The same cannot be said for the grid costs which make up the other major component of electricity bills. Grid expenses across Europe, as a rule, are lower than generation costs, at an average of €0.06/kWh in the EU. In the first half of 2023, German grid costs were €0.095/kWh, putting them at the very upper end of European costs.

Grid expenses have surged by 50% over the last decade. The substantial investments required to connect new renewables plants and transport their energy, largely account for this trend. Complicating matters, system stability costs are rising exponentially, especially when systems are overloaded or grid bottlenecks occur.

Supply dynamics

Europe currently has an installed renewable energy fleet of 690 GW of generation capacity, comprising 255 GW of hydropower, 225 GW of wind, and 209 GW of solar. On a good weather day, that is enough to meet the electricity needs of the whole of the market. The good news is that there are now many days when 50% or more of Europe’s power needs are met by renewables. If you add nuclear to the mix, there are many days when 75% of Europe’s power needs are met by low-CO2 electricity. This is particularly the case at weekends, when peak European demand is around 320 GW and there is lots of solar electricity in the system.
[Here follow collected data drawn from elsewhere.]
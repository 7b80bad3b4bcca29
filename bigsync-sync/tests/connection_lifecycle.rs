mod common;

use std::sync::Arc;

use bigsync_model::{ConnectionInfo, DataGroup, DataGroupType, LocalFileStore, ModelType};
use bigsync_rest::testing::StaticProbe;
use bigsync_rest::{Method, RestError};
use bigsync_sync::{
    AppContext, ConnectionPhase, LoadState, OfflineOutcome, StatusLevel, SyncDecision, SyncError,
};

use common::*;

async fn online_fixture() -> Fixture {
    let f = fixture().await;
    serve_device(&f.transport, "13.1.0");
    f.ctx.go_online(CONNECTION).await.expect("online");
    f
}

fn requests_to(f: &Fixture, method: Method, fragment: &str) -> usize {
    f.transport
        .requests()
        .iter()
        .filter(|r| r.method == method && r.url.contains(fragment))
        .count()
}

#[tokio::test]
async fn test_go_online_populates_workspace_and_tree() {
    let f = online_fixture().await;

    let handle = f.ctx.connection(CONNECTION).await.unwrap();
    assert_eq!(handle.phase().await, ConnectionPhase::ResourcesLoaded);
    let info = handle.info().await;
    assert_eq!(info.version.as_deref(), Some("13.1.0"));
    assert!(info.is_provisioned("ltm"));
    assert!(!info.is_provisioned("gtm"));
    assert_eq!(requests_to(&f, Method::Get, "gtm/"), 0);

    assert_eq!(
        f.store.read_all(&path("/lab/Common/iRules/LTM/redirect.tcl")).unwrap(),
        b"when HTTP_REQUEST { HTTP::redirect / }"
    );
    let group = DataGroup::from_json(
        &f.store.read_all(&path("/lab/Common/DataGroups/LTM/hosts.dg")).unwrap(),
    )
    .unwrap();
    assert_eq!(group.group_type, DataGroupType::Ip);
    assert_eq!(group.get("10.0.0.1/32").unwrap().data.as_deref(), Some("web"));
    assert_eq!(
        f.store.read_all(&path("/lab/Common/iLX/ws/extensions/ext/index.js")).unwrap(),
        b"module.exports = {};"
    );

    assert!(f.ctx.edited_resources(CONNECTION).await.unwrap().is_empty());
    {
        let tree = f.ctx.tree().read().await;
        let conn = tree.find_connection(CONNECTION).unwrap();
        let rule = tree.get_model(conn, "redirect", None).unwrap();
        assert_eq!(tree.node(rule).unwrap().kind, ModelType::RuleLtm);
        let hosts = tree.get_model(conn, "hosts", None).unwrap();
        assert!(tree.node(hosts).unwrap().data_group().is_some());
        assert!(tree.node(conn).unwrap().connection_info().unwrap().online);
    }
    let persisted = ConnectionInfo::restore(f.store.as_ref(), CONNECTION).unwrap().unwrap();
    assert!(persisted.online);
}

#[tokio::test]
async fn test_unsupported_version_keeps_connection_offline() {
    let f = fixture().await;
    serve_device(&f.transport, "11.6.0");
    let mut events = f.ctx.subscribe();

    let err = f.ctx.go_online(CONNECTION).await.unwrap_err();
    assert!(matches!(
        err.rest_error(),
        Some(RestError::VersionUnsupported { version, .. }) if version == "11.6.0"
    ));
    let handle = f.ctx.connection(CONNECTION).await.unwrap();
    assert_eq!(handle.phase().await, ConnectionPhase::Offline);
    assert_eq!(handle.flow().load_state(), LoadState::Idle);
    assert_eq!(f.transport.request_count(), 1);

    let event = events.recv().await.unwrap();
    assert_eq!(event.level, StatusLevel::Error);
    assert!(event.message.contains("11.6.0"));
}

#[tokio::test]
async fn test_version_bounds_are_inclusive() {
    let cases = [
        ("12.1.0", true),
        ("14.9.9", true),
        ("14.99.99", true),
        ("12.0.9", false),
        ("15.0.0", false),
    ];
    for (version, accepted) in cases {
        let f = fixture().await;
        serve_device(&f.transport, version);
        assert_eq!(f.ctx.go_online(CONNECTION).await.is_ok(), accepted, "{}", version);
    }
}

#[tokio::test]
async fn test_unreachable_device_falls_back_to_disk() {
    let f = fixture_with_probe(Arc::new(StaticProbe(false))).await;
    let local = path("/lab/Common/iRules/LTM/local.tcl");
    f.store.write(&local, b"when HTTP_REQUEST {}", true).unwrap();

    let err = f.ctx.go_online(CONNECTION).await.unwrap_err();
    assert!(matches!(err.rest_error(), Some(RestError::Unreachable(_))));
    assert_eq!(f.transport.request_count(), 0);

    let handle = f.ctx.connection(CONNECTION).await.unwrap();
    assert!(!handle.is_online().await);
    let tree = f.ctx.tree().read().await;
    let conn = tree.find_connection(CONNECTION).unwrap();
    let node = tree.get_model(conn, "", Some(&local)).unwrap();
    assert!(tree.node(node).unwrap().flags.locally_added);
    drop(tree);
    assert!(!ConnectionInfo::restore(f.store.as_ref(), CONNECTION).unwrap().unwrap().online);
}

#[tokio::test]
async fn test_second_load_trigger_is_dropped() {
    let probe = GatedProbe::closed();
    let f = fixture_with_probe(probe.clone()).await;
    serve_device(&f.transport, "13.1.0");
    let handle = f.ctx.connection(CONNECTION).await.unwrap();

    let ctx = f.ctx.clone();
    let first = tokio::spawn(async move { ctx.go_online(CONNECTION).await });
    while handle.flow().load_state() != LoadState::Loading {
        tokio::task::yield_now().await;
    }

    assert!(matches!(
        f.ctx.go_online(CONNECTION).await,
        Err(SyncError::AlreadyLoading(_))
    ));
    probe.open();
    first.await.unwrap().unwrap();

    assert_eq!(handle.flow().load_state(), LoadState::Ready);
    assert_eq!(requests_to(&f, Method::Get, "sys/version"), 1);
}

#[tokio::test]
async fn test_offline_prompt_cancel_and_proceed() {
    let f = online_fixture().await;
    let handle = f.ctx.connection(CONNECTION).await.unwrap();
    let rule = path("/lab/Common/iRules/LTM/redirect.tcl");
    f.store.write(&rule, b"when HTTP_REQUEST { drop }", false).unwrap();
    let before = f.transport.request_count();

    f.prompt.answer(SyncDecision::Cancel);
    assert_eq!(f.ctx.go_offline(CONNECTION).await.unwrap(), OfflineOutcome::StayedOnline);
    assert_eq!(f.prompt.questions(), vec![vec![rule.clone()]]);
    assert!(handle.is_online().await);

    f.prompt.answer(SyncDecision::ProceedWithoutSync);
    assert_eq!(f.ctx.go_offline(CONNECTION).await.unwrap(), OfflineOutcome::Offline);
    assert!(!handle.is_online().await);
    assert_eq!(f.transport.request_count(), before);
    assert_eq!(f.store.read_all(&rule).unwrap(), b"when HTTP_REQUEST { drop }");
    assert_eq!(f.ctx.edited_resources(CONNECTION).await.unwrap(), vec![rule]);
}

#[tokio::test]
async fn test_offline_push_sends_selected_changes() {
    let f = online_fixture().await;
    let rule = path("/lab/Common/iRules/LTM/redirect.tcl");
    f.store.write(&rule, b"when HTTP_REQUEST { drop }", false).unwrap();
    f.prompt.answer(SyncDecision::Push(vec![rule.clone()]));

    assert_eq!(f.ctx.go_offline(CONNECTION).await.unwrap(), OfflineOutcome::Offline);

    let patches: Vec<_> = f
        .transport
        .requests()
        .into_iter()
        .filter(|r| r.method == Method::Patch)
        .collect();
    assert_eq!(patches.len(), 1);
    assert!(patches[0].url.ends_with("/mgmt/tm/ltm/rule/~Common~redirect/"));
    let body: serde_json::Value =
        serde_json::from_slice(patches[0].body.as_ref().unwrap()).unwrap();
    assert_eq!(body["apiAnonymous"], "when HTTP_REQUEST { drop }");
    assert!(!f.ctx.tracker().is_file_modified(CONNECTION, &rule).unwrap());
}

#[tokio::test]
async fn test_going_offline_without_edits_reloads_writable_files() {
    let f = online_fixture().await;
    f.store
        .write(&path("/lab/Common/iLX/ws/node_modules/lib/x.js"), b"", true)
        .unwrap();
    f.ctx.load_from_disk(CONNECTION).await.unwrap();
    let gets = f.transport.count(Method::Get);

    assert_eq!(f.ctx.go_offline(CONNECTION).await.unwrap(), OfflineOutcome::Offline);

    assert!(f.prompt.questions().is_empty());
    // redirect, block, hosts and index.js; nothing below node_modules
    assert_eq!(f.transport.count(Method::Get), gets + 4);
    assert_eq!(requests_to(&f, Method::Get, "node_modules"), 0);
    assert_eq!(
        f.store.read_all(&path("/lab/Common/iRules/LTM/block.tcl")).unwrap(),
        b"when CLIENT_ACCEPTED { reject }"
    );
}

#[tokio::test]
async fn test_reload_keeps_local_edits_and_prunes_removed_resources() {
    let f = online_fixture().await;
    let redirect = path("/lab/Common/iRules/LTM/redirect.tcl");
    let block = path("/lab/Common/iRules/LTM/block.tcl");
    f.store.write(&redirect, b"local edit", false).unwrap();
    f.ctx.go_offline(CONNECTION).await.unwrap();

    serve_rules(&f.transport, &[("redirect", "remote v2")]);
    f.ctx.go_online(CONNECTION).await.unwrap();

    assert_eq!(f.store.read_all(&redirect).unwrap(), b"local edit");
    assert!(!f.store.exists(&block));
    assert_eq!(f.ctx.tracker().response_stamp(CONNECTION, &block).unwrap(), None);
    assert_eq!(f.ctx.edited_resources(CONNECTION).await.unwrap(), vec![redirect]);

    let tree = f.ctx.tree().read().await;
    let conn = tree.find_connection(CONNECTION).unwrap();
    assert!(tree.get_model(conn, "block", None).is_none());
}

#[tokio::test]
async fn test_create_and_delete_resource_online() {
    let f = online_fixture().await;
    let rule = path("/lab/Common/iRules/LTM/fresh.tcl");

    let outcome = f
        .ctx
        .create_resource(CONNECTION, &rule, false, Some(b"when HTTP_REQUEST {}"))
        .await
        .unwrap();
    assert_eq!(outcome.map(|o| o.path().clone()), Some(rule.clone()));
    let post = f.transport.requests().pop().unwrap();
    assert_eq!(post.method, Method::Post);
    assert!(post.url.ends_with("/mgmt/tm/ltm/rule/"));
    assert!(f.ctx.edited_resources(CONNECTION).await.unwrap().is_empty());

    f.ctx.delete_resource(CONNECTION, &rule).await.unwrap();
    assert_eq!(requests_to(&f, Method::Delete, "~Common~fresh"), 1);
    assert!(!f.store.exists(&rule));
    let tree = f.ctx.tree().read().await;
    let conn = tree.find_connection(CONNECTION).unwrap();
    assert!(tree.get_model(conn, "", Some(&rule)).is_none());
}

#[tokio::test]
async fn test_offline_changes_stay_local() {
    let f = fixture().await;
    let group = path("/lab/Common/DataGroups/LTM/allow.dg");

    let outcome = f.ctx.create_resource(CONNECTION, &group, false, None).await.unwrap();
    assert_eq!(outcome, None);
    let created = DataGroup::from_json(&f.store.read_all(&group).unwrap()).unwrap();
    assert_eq!(created.name, "allow");
    assert_eq!(f.ctx.edited_resources(CONNECTION).await.unwrap(), vec![group.clone()]);
    assert!(matches!(
        f.ctx.push(CONNECTION, &group).await,
        Err(SyncError::Offline(_))
    ));

    f.ctx.delete_resource(CONNECTION, &group).await.unwrap();
    assert!(!f.store.exists(&group));
    assert_eq!(f.transport.request_count(), 0);
}

#[tokio::test]
async fn test_read_only_resources_are_refused() {
    let f = online_fixture().await;
    let module = path("/lab/Common/iLX/ws/node_modules/dep/index.js");
    assert!(matches!(
        f.ctx.create_resource(CONNECTION, &module, false, Some(b"")).await,
        Err(SyncError::ReadOnly(_))
    ));
    assert!(matches!(
        f.ctx.push(CONNECTION, &module).await,
        Err(SyncError::ReadOnly(_))
    ));
}

#[tokio::test]
async fn test_restore_brings_online_connections_back() {
    let f = online_fixture().await;

    let ctx = AppContext::new(
        config(),
        f.store.clone(),
        f.transport.clone(),
        Arc::new(StaticProbe(true)),
        f.prompt.clone(),
    )
    .unwrap();
    assert_eq!(ctx.restore_connections().await.unwrap(), vec![CONNECTION.to_string()]);
    let handle = ctx.connection(CONNECTION).await.unwrap();
    assert!(handle.is_online().await);
    assert_eq!(handle.info().await.credentials.user, "admin");
}

fn serve_package(f: &Fixture) {
    f.transport.route(
        Method::Get,
        "iapp/directory",
        200,
        serde_json::json!({"items": [{"name": "pkg", "isDirectory": true}]}),
    );
    f.transport
        .route(Method::Get, "iapp/directory/pkg", 200, serde_json::json!({"items": []}));
}

#[tokio::test]
async fn test_delete_connection_removes_remote_roots() {
    let f = fixture().await;
    serve_device(&f.transport, "13.1.0");
    serve_package(&f);
    f.ctx.go_online(CONNECTION).await.unwrap();
    let local_only = path("/lab/Common/iRules/LTM/draft.tcl");
    f.store.write(&local_only, b"when HTTP_REQUEST {}", true).unwrap();
    f.ctx.load_from_disk(CONNECTION).await.unwrap();

    f.ctx.delete_connection(CONNECTION, true).await.unwrap();

    let deletes: Vec<String> = f
        .transport
        .requests()
        .into_iter()
        .filter(|r| r.method == Method::Delete)
        .map(|r| r.url)
        .collect();
    assert_eq!(deletes.len(), 5, "{:?}", deletes);
    for fragment in [
        "/mgmt/tm/ltm/rule/~Common~redirect/",
        "/mgmt/tm/ltm/rule/~Common~block/",
        "/mgmt/tm/ltm/data-group/internal/~Common~hosts/",
        "/mgmt/tm/ilx/workspace/~Common~ws/",
        "/mgmt/shared/iapp/directory/pkg",
    ] {
        assert_eq!(
            deletes.iter().filter(|url| url.ends_with(fragment)).count(),
            1,
            "{}",
            fragment
        );
    }
    assert!(!f.store.exists(&path("/lab")));
    assert_eq!(ConnectionInfo::restore(f.store.as_ref(), CONNECTION).unwrap(), None);
    assert!(matches!(
        f.ctx.connection(CONNECTION).await,
        Err(SyncError::ConnectionNotFound(_))
    ));
}

#[tokio::test]
async fn test_failed_remote_delete_keeps_connection() {
    let f = online_fixture().await;
    f.transport.route(
        Method::Delete,
        "~Common~block",
        404,
        serde_json::json!({"code": 404, "message": "not found"}),
    );
    let mut events = f.ctx.subscribe();

    let err = f.ctx.delete_connection(CONNECTION, true).await.unwrap_err();
    assert!(matches!(
        err.rest_error(),
        Some(RestError::Protocol { status: 404, .. })
    ));
    // one attempt only: a missing resource is not a busy device
    assert_eq!(requests_to(&f, Method::Delete, "~Common~block"), 1);

    assert!(f.store.exists(&path("/lab")));
    assert!(f.store.exists(&path("/lab/Common/iRules/LTM/block.tcl")));
    let persisted = ConnectionInfo::restore(f.store.as_ref(), CONNECTION).unwrap().unwrap();
    assert_eq!(persisted.address, "bigip.lab");
    assert!(f.ctx.connection(CONNECTION).await.is_ok());
    assert!(f.ctx.tree().read().await.find_connection(CONNECTION).is_some());

    let event = events.recv().await.unwrap();
    assert_eq!(event.level, StatusLevel::Error);
}

#[tokio::test]
async fn test_failed_flag_write_still_falls_back_to_disk() {
    let store = Arc::new(LockableProperties::default());
    let prompt = ScriptedPrompt::new(SyncDecision::ProceedWithoutSync);
    let ctx = AppContext::new(
        config(),
        store.clone(),
        Arc::new(bigsync_rest::testing::RecordingTransport::new()),
        Arc::new(StaticProbe(false)),
        prompt,
    )
    .unwrap();
    ctx.add_connection(CONNECTION, ConnectionInfo::new("bigip.lab")).await.unwrap();
    let local = path("/lab/Common/iRules/LTM/local.tcl");
    store.write(&local, b"when HTTP_REQUEST {}", true).unwrap();
    store.lock();

    let err = ctx.go_online(CONNECTION).await.unwrap_err();
    assert!(matches!(err.rest_error(), Some(RestError::Unreachable(_))));

    let tree = ctx.tree().read().await;
    let conn = tree.find_connection(CONNECTION).unwrap();
    assert!(tree.get_model(conn, "", Some(&local)).is_some());
}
This large volume of renewable energy means that the weather now determines the power price. When there is an abundance of sun, wind, and rain – as there was during the first weekend of July – power prices tumble. When there is not a lot of sun or wind, power prices increase. All generators have to monitor the weather so that they can optimize their power generation assets.

The best generation facilities are those that can be easily ramped up and down, like the many types of modern natural-gas plants. When required, the ones that are ramped down first are those with fuel costs, such as coal and gas, especially if a generator believes that they will not be able to recover the costs of fueling their power station with the price they receive on the power market.

The most difficult generation assets to manage are the “baseload” power plants, which are designed for continuous operation. Many old nuclear, coal, and gas power stations are baseload sites, along with most run-of-the-river hydro plants. They are very difficult to ramp up or down, let alone switch off, which is why, oftentimes, they accept very low power prices or even negative prices in the market.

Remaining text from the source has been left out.